Telkom Raises Dividend 56% as Carrier Enters Next Growth Phase

(Bloomberg) -- Telkom SA SOC Ltd. raised the full-year dividend by a record as South Africa’s biggest landline provider enters a new phase of growth by giving more autonomy to its four business units.

The annual payout to shareholders increased 56 percent to 4.22 rand a share, the Pretoria-based company said in a statement on Monday. Earnings per share excluding one-time items increased by 12 percent to 7.31 rand in the year through March, while operating revenue gained 9.8 percent.

“We have provided more clarity on our dividend in that we will pay shareholders 60 percent of headline earnings,” Chief Executive Officer Sipho Maseko said by phone. The integration of 2015 acquisition BCX into the business-to-business division and the accelerated growth of the mobile-phone unit helped drive the earnings increase, the CEO said.

Following a three-year turnaround strategy that returned Telkom to profit, Maseko is giving the company’s four business units more independence to further boost earnings.
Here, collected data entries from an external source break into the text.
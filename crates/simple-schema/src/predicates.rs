//! Custom predicate support for the `function` rule clause
//!
//! A predicate is invoked with the *enclosing record* and the *property name*
//! (not the resolved value), which makes cross-field checks possible:
//!
//! ```rust
//! use simple_schema::{Rule, Schema, Value, validate};
//!
//! let schema = Schema::new().rule(
//!     "b",
//!     Rule::new().function(|record, _prop| record.get("a").is_some()),
//! );
//! let subject = Value::object([("a", Value::from(1)), ("b", Value::from(2))]);
//! assert!(validate(&subject, Some(&schema)).unwrap().is_empty());
//! ```
//!
//! Rules may also name a predicate registered in a [`PredicateRegistry`]. The
//! engine only ever reads registries; registration and removal belong to the
//! host program.

use std::collections::HashMap;
use std::panic::{catch_unwind, AssertUnwindSafe};
use std::sync::{Arc, RwLock};

use once_cell::sync::Lazy;

use crate::types::Value;

// ============================================================================
// Predicate Trait
// ============================================================================

/// Trait for custom validation predicates
///
/// `record` is the object enclosing the validated property (after path
/// resolution) and `property` is the final path segment.
pub trait Predicate: Send + Sync {
    /// Return `true` if the property passes
    fn check(&self, record: &Value, property: &str) -> bool;
}

/// Type alias for a shared, dynamically dispatched predicate
pub type BoxedPredicate = Arc<dyn Predicate>;

/// Create a predicate from a function
pub struct FnPredicate<F>
where
    F: Fn(&Value, &str) -> bool + Send + Sync,
{
    check_fn: F,
}

impl<F> FnPredicate<F>
where
    F: Fn(&Value, &str) -> bool + Send + Sync,
{
    /// Wrap a closure as a predicate
    pub fn new(check_fn: F) -> Self {
        Self { check_fn }
    }
}

impl<F> Predicate for FnPredicate<F>
where
    F: Fn(&Value, &str) -> bool + Send + Sync,
{
    fn check(&self, record: &Value, property: &str) -> bool {
        (self.check_fn)(record, property)
    }
}

// ============================================================================
// Predicate Reference (inline vs named)
// ============================================================================

/// How a rule refers to its predicate: inline, or by registry name
#[derive(Clone)]
pub enum PredicateRef {
    /// Predicate supplied directly in the rule
    Inline(BoxedPredicate),
    /// Name to look up in the registry at validation time. A name with no
    /// registry entry is a validation failure, not an error.
    Named(String),
}

impl PredicateRef {
    /// Run the referenced predicate against a record/property pair.
    ///
    /// Failure modes collapse to `false`: an unknown name, and a predicate
    /// that panics (the panic is contained here so invalid data never turns
    /// into a crash).
    pub(crate) fn run(&self, record: &Value, property: &str, registry: &PredicateRegistry) -> bool {
        let predicate = match self {
            Self::Inline(p) => Arc::clone(p),
            Self::Named(name) => match registry.get(name) {
                Some(p) => p,
                None => return false,
            },
        };
        catch_unwind(AssertUnwindSafe(|| predicate.check(record, property))).unwrap_or(false)
    }
}

impl std::fmt::Debug for PredicateRef {
    fn fmt(&self, f: &mut std::fmt::Formatter<'_>) -> std::fmt::Result {
        match self {
            Self::Inline(_) => f.write_str("Inline(..)"),
            Self::Named(name) => f.debug_tuple("Named").field(name).finish(),
        }
    }
}

// ============================================================================
// Predicate Registry
// ============================================================================

/// Named predicate lookup table
///
/// Pass one to [`validate_with_registry`](crate::validate_with_registry) to
/// resolve string-named `function` clauses without global state.
#[derive(Default, Clone)]
pub struct PredicateRegistry {
    entries: HashMap<String, BoxedPredicate>,
}

impl PredicateRegistry {
    /// Create an empty registry
    pub fn new() -> Self {
        Self::default()
    }

    /// Register a predicate under a name, replacing any previous entry
    pub fn register(&mut self, name: impl Into<String>, predicate: impl Predicate + 'static) {
        self.entries.insert(name.into(), Arc::new(predicate));
    }

    /// Register a closure under a name
    pub fn register_fn<F>(&mut self, name: impl Into<String>, check_fn: F)
    where
        F: Fn(&Value, &str) -> bool + Send + Sync + 'static,
    {
        self.register(name, FnPredicate::new(check_fn));
    }

    /// Remove a named predicate
    pub fn unregister(&mut self, name: &str) {
        self.entries.remove(name);
    }

    /// Look up a predicate by name
    pub fn get(&self, name: &str) -> Option<BoxedPredicate> {
        self.entries.get(name).map(Arc::clone)
    }

    /// Whether a name is registered
    pub fn contains(&self, name: &str) -> bool {
        self.entries.contains_key(name)
    }

    /// Number of registered predicates
    pub fn len(&self) -> usize {
        self.entries.len()
    }

    /// Whether the registry has no entries
    pub fn is_empty(&self) -> bool {
        self.entries.is_empty()
    }
}

impl std::fmt::Debug for PredicateRegistry {
    fn fmt(&self, f: &mut std::fmt::Formatter<'_>) -> std::fmt::Result {
        f.debug_struct("PredicateRegistry")
            .field("names", &self.entries.keys().collect::<Vec<_>>())
            .finish()
    }
}

// ============================================================================
// Process-wide Default Registry
// ============================================================================

static GLOBAL_REGISTRY: Lazy<RwLock<PredicateRegistry>> =
    Lazy::new(|| RwLock::new(PredicateRegistry::new()));

/// Register a predicate in the process-wide table used by
/// [`validate`](crate::validate)
pub fn register(name: impl Into<String>, predicate: impl Predicate + 'static) {
    match GLOBAL_REGISTRY.write() {
        Ok(mut guard) => guard.register(name, predicate),
        Err(poisoned) => poisoned.into_inner().register(name, predicate),
    }
}

/// Register a closure in the process-wide table
pub fn register_fn<F>(name: impl Into<String>, check_fn: F)
where
    F: Fn(&Value, &str) -> bool + Send + Sync + 'static,
{
    register(name, FnPredicate::new(check_fn));
}

/// Remove a predicate from the process-wide table
pub fn unregister(name: &str) {
    match GLOBAL_REGISTRY.write() {
        Ok(mut guard) => guard.unregister(name),
        Err(poisoned) => poisoned.into_inner().unregister(name),
    }
}

/// Snapshot of the process-wide table. Taken once per `validate` call so the
/// lock is not held while predicates run.
pub(crate) fn global_snapshot() -> PredicateRegistry {
    match GLOBAL_REGISTRY.read() {
        Ok(guard) => guard.clone(),
        Err(poisoned) => poisoned.into_inner().clone(),
    }
}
The phone operator, almost 40 percent owned by the South African government, started a mobile unit, the country’s fourth biggest, to sit alongside landline and internet services in a retail division. BCX, which provides IT services to corporate customers, a real estate portfolio and wholesale broadband make up the other three units.

Telkom shares rose 2.3 percent to 77.74 rand as of 10:01 a.m. in Johannesburg and have soared more than 400 percent under Maseko’s watch. That values the company at 41 billion rand ($3.2 billion).

The phone operator has done “a number of smaller acquisitions” to build out the BCX business, Maseko said. That’s to add customers in different industries, including retail, health and mining. The broadband business will enable fixed line and mobile customers to stream video, he said, and the company has content-sharing partnerships with Netflix Inc. and Naspers Ltd.’s Multichoice.

Capital expenditure increased 43 percent to 8.7 billion rand as the company invested in fiber networks and the wireless business. Mobile subscriber numbers rose by 48 percent to about 4 million.

“Splitting the reporting of the business units will provide shareholders with more clarity on which company is contributing what to earnings,” Maseko said.